* Exercise directions
For the records below, tally the lines that include the word "content" and give only the tally.

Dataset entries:
-*-*-
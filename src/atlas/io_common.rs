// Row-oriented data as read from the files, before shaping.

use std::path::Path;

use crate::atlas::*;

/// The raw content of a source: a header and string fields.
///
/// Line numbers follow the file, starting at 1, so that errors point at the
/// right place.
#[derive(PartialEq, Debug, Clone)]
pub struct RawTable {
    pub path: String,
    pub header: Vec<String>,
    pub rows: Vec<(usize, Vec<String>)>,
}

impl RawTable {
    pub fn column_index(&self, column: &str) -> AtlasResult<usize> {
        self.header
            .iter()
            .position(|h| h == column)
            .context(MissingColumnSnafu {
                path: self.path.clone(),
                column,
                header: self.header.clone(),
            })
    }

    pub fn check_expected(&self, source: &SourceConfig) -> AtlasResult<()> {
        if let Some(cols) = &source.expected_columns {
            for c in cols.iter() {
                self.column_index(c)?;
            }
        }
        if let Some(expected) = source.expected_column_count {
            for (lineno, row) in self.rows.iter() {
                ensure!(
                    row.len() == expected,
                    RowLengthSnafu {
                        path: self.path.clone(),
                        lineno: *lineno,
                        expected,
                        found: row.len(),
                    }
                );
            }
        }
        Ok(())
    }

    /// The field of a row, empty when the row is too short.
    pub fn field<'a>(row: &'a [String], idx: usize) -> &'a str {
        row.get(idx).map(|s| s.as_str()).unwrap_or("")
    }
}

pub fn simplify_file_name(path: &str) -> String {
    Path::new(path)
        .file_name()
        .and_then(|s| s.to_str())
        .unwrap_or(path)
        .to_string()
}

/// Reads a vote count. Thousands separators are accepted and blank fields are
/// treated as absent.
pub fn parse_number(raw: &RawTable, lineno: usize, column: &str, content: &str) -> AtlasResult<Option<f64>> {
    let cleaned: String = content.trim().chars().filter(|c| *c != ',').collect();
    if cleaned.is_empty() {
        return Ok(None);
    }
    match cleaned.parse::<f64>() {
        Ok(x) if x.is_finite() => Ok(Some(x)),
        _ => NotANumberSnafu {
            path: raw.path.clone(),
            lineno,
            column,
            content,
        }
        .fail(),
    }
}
-*-*-
* Completed task
4